▶ **What is required**:
In the records below, find each line that holds "ObjectId" and return it.

▶ **Extracted material**:
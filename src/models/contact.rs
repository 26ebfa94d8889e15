use mongodb::bson::{Document, oid::ObjectId, to_document};
use serde::{Deserialize, Serialize};

use crate::errors::StoreResult;

#[derive(Serialize, Deserialize, Debug, Clone, Default, PartialEq)]
pub struct Contact {
    #[serde(rename = "_id", skip_serializing_if = "Option::is_none")]
    pub id: Option<ObjectId>,
    #[serde(skip_serializing_if = "Option::is_none")]
    pub cin: Option<String>,
    #[serde(skip_serializing_if = "Option::is_none")]
    pub company_name: Option<String>,
    #[serde(skip_serializing_if = "Option::is_none")]
    pub state: Option<String>,
    #[serde(skip_serializing_if = "Option::is_none")]
    pub activity: Option<String>,
    #[serde(skip_serializing_if = "Option::is_none")]
    pub email: Option<String>,
    #[serde(skip_serializing_if = "Option::is_none")]
    pub email_sent: Option<bool>,
    #[serde(skip_serializing_if = "Option::is_none")]
    pub doi: Option<String>,
    #[serde(rename = "mailingStage", skip_serializing_if = "Option::is_none")]
    pub mailing_stage: Option<i32>,
}

/// Partial update of a contact. Only the keys present in the request body are
/// written; anything not declared here is rejected when the body is parsed.
#[derive(Serialize, Deserialize, Debug, Clone, Default, PartialEq)]
#[serde(deny_unknown_fields)]
pub struct ContactPatch {
    #[serde(skip_serializing_if = "Option::is_none")]
    pub cin: Option<String>,
    #[serde(skip_serializing_if = "Option::is_none")]
    pub company_name: Option<String>,
    #[serde(skip_serializing_if = "Option::is_none")]
    pub state: Option<String>,
    #[serde(skip_serializing_if = "Option::is_none")]
    pub activity: Option<String>,
    #[serde(skip_serializing_if = "Option::is_none")]
    pub email: Option<String>,
    #[serde(skip_serializing_if = "Option::is_none")]
    pub email_sent: Option<bool>,
    #[serde(skip_serializing_if = "Option::is_none")]
    pub doi: Option<String>,
    #[serde(rename = "mailingStage", skip_serializing_if = "Option::is_none")]
    pub mailing_stage: Option<i32>,
}

impl ContactPatch {
    pub fn is_empty(&self) -> bool {
        *self == ContactPatch::default()
    }

    /// Body of the `$set` operator: one entry per field present in the patch.
    pub fn to_set_document(&self) -> StoreResult<Document> {
        Ok(to_document(self)?)
    }

    pub fn apply_to(&self, contact: &mut Contact) {
        fn set<T: Clone>(target: &mut Option<T>, value: &Option<T>) {
            if value.is_some() {
                target.clone_from(value);
            }
        }

        set(&mut contact.cin, &self.cin);
        set(&mut contact.company_name, &self.company_name);
        set(&mut contact.state, &self.state);
        set(&mut contact.activity, &self.activity);
        set(&mut contact.email, &self.email);
        set(&mut contact.email_sent, &self.email_sent);
        set(&mut contact.doi, &self.doi);
        set(&mut contact.mailing_stage, &self.mailing_stage);
    }
}

#[cfg(test)]
mod tests {
    use super::*;
    use mongodb::bson::doc;

    #[test]
    fn set_document_contains_only_present_fields() {
        let patch = ContactPatch {
            state: Some("Active".to_string()),
            mailing_stage: Some(2),
            ..Default::default()
        };

        let set = patch.to_set_document().unwrap();
        assert_eq!(set, doc! { "state": "Active", "mailingStage": 2 });
    }

    #[test]
    fn unknown_patch_fields_are_rejected() {
        let result = serde_json::from_str::<ContactPatch>(r#"{"state":"Active","owner":"me"}"#);
        assert!(result.is_err());
    }

    #[test]
    fn apply_leaves_absent_fields_untouched() {
        let mut contact = Contact {
            company_name: Some("Acme".to_string()),
            state: Some("Dormant".to_string()),
            email_sent: Some(false),
            ..Default::default()
        };
        let patch = ContactPatch {
            state: Some("Active".to_string()),
            ..Default::default()
        };

        patch.apply_to(&mut contact);

        assert_eq!(contact.state.as_deref(), Some("Active"));
        assert_eq!(contact.company_name.as_deref(), Some("Acme"));
        assert_eq!(contact.email_sent, Some(false));
    }

    #[test]
    fn empty_patch() {
        assert!(ContactPatch::default().is_empty());
        let patch: ContactPatch = serde_json::from_str("{}").unwrap();
        assert!(patch.is_empty());
    }
}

▶ **Exercise answer**:
use mongodb::bson::{Document, oid::ObjectId, to_document};
    pub id: Option<ObjectId>,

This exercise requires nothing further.